**RECORDS SHOWN:**
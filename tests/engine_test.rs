/// End-to-end pipeline tests against in-process mock collaborators.
use async_trait::async_trait;
use parking_lot::Mutex;
use pretty_assertions::assert_eq;
use std::collections::HashMap;
use std::sync::atomic::{AtomicUsize, Ordering};
use std::sync::Arc;

use taxavision::core::config::ScoringConfig;
use taxavision::core::engine::ScoreEngine;
use taxavision::core::request::{ScoreFlags, ScoreRequest};
use taxavision::sources::{
    AncestryRow, AncestrySource, LocaleOptions, ObservationQuery, ObservationStore, TaxonCount,
    TaxonReplacer, TaxonSource, VisionScorer,
};
use taxavision::storage::ResultCache;
use taxavision::taxonomy::{AncestryIndex, Taxon};

fn taxon(id: u32, name: &str, rank: &str, rank_level: f32, ancestor_ids: Vec<u32>) -> Taxon {
    Taxon {
        id,
        name: name.to_string(),
        rank: rank.to_string(),
        rank_level,
        ancestor_ids,
        ancestors: Vec::new(),
        is_active: true,
    }
}

/// Shared fixture taxonomy:
///   1 kingdom
///   ├── 4 family ── 5 genus, 6 genus
///   └── 8 family ── 9 genus
struct Fixture {
    taxa: HashMap<u32, Taxon>,
    resolve_calls: AtomicUsize,
}

impl Fixture {
    fn new() -> Arc<Self> {
        let mut taxa = HashMap::new();
        for t in [
            taxon(1, "Animalia", "kingdom", 70.0, vec![]),
            taxon(4, "Formicidae", "family", 30.0, vec![1]),
            taxon(5, "Camponotus", "genus", 20.0, vec![1, 4]),
            taxon(6, "Formica", "genus", 20.0, vec![1, 4]),
            taxon(8, "Apidae", "family", 30.0, vec![1]),
            taxon(9, "Bombus", "genus", 20.0, vec![1, 8]),
        ] {
            taxa.insert(t.id, t);
        }
        Arc::new(Self {
            taxa,
            resolve_calls: AtomicUsize::new(0),
        })
    }

    fn all_ids(&self) -> Vec<u32> {
        self.taxa.keys().copied().collect()
    }
}

#[async_trait]
impl AncestrySource for Fixture {
    async fn ancestries(&self, taxon_ids: &[u32]) -> taxavision::Result<Vec<AncestryRow>> {
        Ok(taxon_ids
            .iter()
            .filter_map(|id| self.taxa.get(id))
            .map(|t| AncestryRow {
                id: t.id,
                ancestry: if t.ancestor_ids.is_empty() {
                    None
                } else {
                    Some(
                        t.ancestor_ids
                            .iter()
                            .map(|a| a.to_string())
                            .collect::<Vec<_>>()
                            .join("/"),
                    )
                },
            })
            .collect())
    }
}

#[async_trait]
impl TaxonSource for Fixture {
    async fn resolve(
        &self,
        taxon_ids: &[u32],
        _locale: &LocaleOptions,
    ) -> taxavision::Result<Vec<Taxon>> {
        self.resolve_calls.fetch_add(1, Ordering::SeqCst);
        Ok(taxon_ids
            .iter()
            .filter_map(|id| self.taxa.get(id))
            .map(|base| {
                let mut t = base.clone();
                t.ancestors = base
                    .ancestor_ids
                    .iter()
                    .filter_map(|aid| self.taxa.get(aid).cloned())
                    .collect();
                t
            })
            .collect())
    }
}

struct MockVision {
    scores: Vec<TaxonCount>,
    calls: AtomicUsize,
}

impl MockVision {
    fn new(scores: Vec<(u32, f64)>) -> Arc<Self> {
        Arc::new(Self {
            scores: scores
                .into_iter()
                .map(|(taxon_id, count)| TaxonCount { taxon_id, count })
                .collect(),
            calls: AtomicUsize::new(0),
        })
    }
}

#[async_trait]
impl VisionScorer for MockVision {
    async fn score_image(
        &self,
        _image: Vec<u8>,
        _filename: &str,
    ) -> taxavision::Result<Vec<TaxonCount>> {
        self.calls.fetch_add(1, Ordering::SeqCst);
        Ok(self.scores.clone())
    }
}

struct MockObservations {
    counts: Vec<TaxonCount>,
    calls: AtomicUsize,
    last_query: Mutex<Option<ObservationQuery>>,
}

impl MockObservations {
    fn new(counts: Vec<(u32, f64)>) -> Arc<Self> {
        Arc::new(Self {
            counts: counts
                .into_iter()
                .map(|(taxon_id, count)| TaxonCount { taxon_id, count })
                .collect(),
            calls: AtomicUsize::new(0),
            last_query: Mutex::new(None),
        })
    }
}

#[async_trait]
impl ObservationStore for MockObservations {
    async fn species_counts(
        &self,
        query: &ObservationQuery,
    ) -> taxavision::Result<Vec<TaxonCount>> {
        self.calls.fetch_add(1, Ordering::SeqCst);
        *self.last_query.lock() = Some(query.clone());
        Ok(self.counts.clone())
    }
}

struct MockReplacer {
    mapping: HashMap<u32, u32>,
}

#[async_trait]
impl TaxonReplacer for MockReplacer {
    async fn replace_inactive(
        &self,
        counts: Vec<TaxonCount>,
    ) -> taxavision::Result<(Vec<TaxonCount>, Vec<u32>)> {
        let mut introduced = Vec::new();
        let counts = counts
            .into_iter()
            .map(|mut c| {
                if let Some(active) = self.mapping.get(&c.taxon_id) {
                    c.taxon_id = *active;
                    introduced.push(*active);
                }
                c
            })
            .collect();
        Ok((counts, introduced))
    }
}

async fn engine_with(
    fixture: Arc<Fixture>,
    vision: Arc<MockVision>,
    cache_dir: &std::path::Path,
) -> ScoreEngine {
    let ancestry = Arc::new(AncestryIndex::new(fixture.clone()));
    ancestry.load(&fixture.all_ids()).await;
    ScoreEngine::new(
        ancestry,
        Arc::new(ResultCache::new(cache_dir)),
        vision,
        fixture,
    )
}

/// The spec's end-to-end example: vision {5: 80, 6: 15, 4: 5} with the
/// chains 1->4->5 and 1->4->6 resolves a common ancestor of taxon 5.
#[tokio::test]
async fn test_pipeline_resolves_common_ancestor() {
    let fixture = Fixture::new();
    let vision = MockVision::new(vec![(5, 80.0), (6, 15.0), (4, 5.0)]);
    let dir = tempfile::tempdir().unwrap();
    let engine = engine_with(fixture, vision, dir.path()).await;

    let response = engine
        .score_image(&ScoreRequest::default(), b"jpeg".to_vec(), "obs.jpg")
        .await
        .unwrap();

    let ancestor = response.common_ancestor.expect("common ancestor expected");
    assert_eq!(ancestor.taxon.id, 5);
    assert_eq!(ancestor.taxon.name, "Camponotus");
    assert!((ancestor.score - 80.0).abs() < 1e-9);

    // No frequency backend wired: degraded contract returns the vision
    // ranking unchanged, normalized to 100.
    assert_eq!(response.results.len(), 3);
    assert_eq!(response.results[0].taxon.id, 5);
    assert!((response.results[0].combined_score - 80.0).abs() < 1e-9);
    assert_eq!(
        response.results[0].combined_score,
        response.results[0].vision_score
    );
}

#[tokio::test]
async fn test_cached_fingerprint_short_circuits_pipeline() {
    let fixture = Fixture::new();
    let vision = MockVision::new(vec![(5, 80.0), (6, 20.0)]);
    let dir = tempfile::tempdir().unwrap();
    let engine = engine_with(fixture.clone(), vision.clone(), dir.path()).await;

    let request = ScoreRequest::default();
    let first = engine
        .score_image(&request, b"jpeg".to_vec(), "obs.jpg")
        .await
        .unwrap();
    let resolves_after_first = fixture.resolve_calls.load(Ordering::SeqCst);

    let second = engine
        .score_image(&request, b"jpeg".to_vec(), "obs.jpg")
        .await
        .unwrap();

    // No collaborator is invoked a second time and the payload is
    // byte-identical.
    assert_eq!(vision.calls.load(Ordering::SeqCst), 1);
    assert_eq!(
        fixture.resolve_calls.load(Ordering::SeqCst),
        resolves_after_first
    );
    assert_eq!(
        serde_json::to_vec(&first).unwrap(),
        serde_json::to_vec(&second).unwrap()
    );
}

#[tokio::test]
async fn test_different_params_miss_the_cache() {
    let fixture = Fixture::new();
    let vision = MockVision::new(vec![(5, 100.0)]);
    let dir = tempfile::tempdir().unwrap();
    let engine = engine_with(fixture, vision.clone(), dir.path()).await;

    engine
        .score_image(&ScoreRequest::default(), b"jpeg".to_vec(), "obs.jpg")
        .await
        .unwrap();
    let mut scoped = ScoreRequest::default();
    scoped.taxon_id = Some(4);
    engine
        .score_image(&scoped, b"jpeg".to_vec(), "obs.jpg")
        .await
        .unwrap();

    assert_eq!(vision.calls.load(Ordering::SeqCst), 2);
}

#[tokio::test]
async fn test_taxon_scope_filters_candidates() {
    let fixture = Fixture::new();
    let vision = MockVision::new(vec![(5, 60.0), (9, 40.0)]);
    let dir = tempfile::tempdir().unwrap();
    let engine = engine_with(fixture, vision, dir.path()).await;

    let mut request = ScoreRequest::default();
    request.taxon_id = Some(4);
    let response = engine
        .score_image(&request, b"jpeg".to_vec(), "obs.jpg")
        .await
        .unwrap();

    // Taxon 9 lives under family 8, outside the requested subtree.
    assert_eq!(response.results.len(), 1);
    assert_eq!(response.results[0].taxon.id, 5);
    assert!((response.results[0].combined_score - 100.0).abs() < 1e-9);
}

#[tokio::test]
async fn test_unknown_taxon_scope_returns_empty() {
    let fixture = Fixture::new();
    let vision = MockVision::new(vec![(5, 100.0)]);
    let dir = tempfile::tempdir().unwrap();
    let engine = engine_with(fixture, vision, dir.path()).await;

    let mut request = ScoreRequest::default();
    request.taxon_id = Some(999);
    let response = engine
        .score_image(&request, b"jpeg".to_vec(), "obs.jpg")
        .await
        .unwrap();
    assert!(response.results.is_empty());
    assert!(response.common_ancestor.is_none());
}

#[tokio::test]
async fn test_frequency_blending_boosts_nearby_taxa() {
    let fixture = Fixture::new();
    let vision = MockVision::new(vec![(5, 60.0), (6, 40.0)]);
    let observations = MockObservations::new(vec![(5, 20.0), (9, 5.0)]);
    let dir = tempfile::tempdir().unwrap();
    let engine = engine_with(fixture, vision, dir.path())
        .await
        .with_observation_store(observations.clone());

    let mut request = ScoreRequest::default();
    request.lat = Some(38.0);
    request.lng = Some(-122.0);
    let response = engine
        .score_image(&request, b"jpeg".to_vec(), "obs.jpg")
        .await
        .unwrap();

    assert_eq!(observations.calls.load(Ordering::SeqCst), 1);
    // 60/40 split resolves no common ancestor below family 4; the query
    // carries the ancestor first, then the candidates.
    let query = observations.last_query.lock().clone().unwrap();
    assert_eq!(query.taxon_ids, vec![4, 5, 6]);
    assert_eq!(query.radius_km, 100.0);

    // Taxon 5 is in vision and in frequency and gets boosted above 6.
    assert_eq!(response.results[0].taxon.id, 5);
    assert_eq!(response.results[0].frequency_score, 20.0);
    assert!(response.results[0].combined_score > response.results[1].combined_score);
    // Taxon 9 is frequency-only and inside the family-4 ancestor scope? No:
    // it is unrelated, so it must not appear.
    assert!(response.results.iter().all(|r| r.taxon.id != 9));
}

#[tokio::test]
async fn test_skip_frequencies_suppresses_ancestor_and_fetch() {
    let fixture = Fixture::new();
    let vision = MockVision::new(vec![(5, 80.0), (6, 20.0)]);
    let observations = MockObservations::new(vec![(5, 20.0)]);
    let dir = tempfile::tempdir().unwrap();
    let engine = engine_with(fixture, vision, dir.path())
        .await
        .with_observation_store(observations.clone());

    let mut request = ScoreRequest::default();
    request.lat = Some(38.0);
    request.lng = Some(-122.0);
    request.flags = ScoreFlags {
        skip_frequencies: true,
        ..Default::default()
    };
    let response = engine
        .score_image(&request, b"jpeg".to_vec(), "obs.jpg")
        .await
        .unwrap();

    assert!(response.common_ancestor.is_none());
    assert_eq!(observations.calls.load(Ordering::SeqCst), 0);
    assert_eq!(response.results.len(), 2);
}

#[tokio::test]
async fn test_inactive_taxa_replaced_before_scoring() {
    let fixture = Fixture::new();
    // Taxon 99 is an inactive synonym of 5.
    let vision = MockVision::new(vec![(99, 90.0), (6, 10.0)]);
    let dir = tempfile::tempdir().unwrap();
    let replacer = Arc::new(MockReplacer {
        mapping: HashMap::from([(99, 5)]),
    });
    let engine = engine_with(fixture, vision, dir.path())
        .await
        .with_replacer(replacer);

    let response = engine
        .score_image(&ScoreRequest::default(), b"jpeg".to_vec(), "obs.jpg")
        .await
        .unwrap();

    assert_eq!(response.results[0].taxon.id, 5);
    assert!(response.results.iter().all(|r| r.taxon.id != 99));
    let ancestor = response.common_ancestor.expect("common ancestor expected");
    assert_eq!(ancestor.taxon.id, 5);
}

#[tokio::test]
async fn test_blocked_ancestor_suppressed() {
    let fixture = Fixture::new();
    let vision = MockVision::new(vec![(5, 100.0)]);
    let dir = tempfile::tempdir().unwrap();
    let engine = engine_with(fixture, vision, dir.path())
        .await
        .with_scoring(ScoringConfig {
            blocked_ancestor_ids: vec![5],
            ..Default::default()
        });

    let response = engine
        .score_image(&ScoreRequest::default(), b"jpeg".to_vec(), "obs.jpg")
        .await
        .unwrap();
    assert!(response.common_ancestor.is_none());
    assert_eq!(response.results[0].taxon.id, 5);
}

#[tokio::test]
async fn test_per_page_truncates_results() {
    let fixture = Fixture::new();
    let vision = MockVision::new(vec![(5, 50.0), (6, 30.0), (4, 15.0), (9, 5.0)]);
    let dir = tempfile::tempdir().unwrap();
    let engine = engine_with(fixture, vision, dir.path()).await;

    let mut request = ScoreRequest::default();
    request.per_page = Some(2);
    let response = engine
        .score_image(&request, b"jpeg".to_vec(), "obs.jpg")
        .await
        .unwrap();
    assert_eq!(response.results.len(), 2);
    assert_eq!(response.results[0].taxon.id, 5);
    assert_eq!(response.results[1].taxon.id, 6);
}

**TASK GOAL:** If a line of the records contains the word "genus", count it; give only the total.

**THE ANSWER:** 5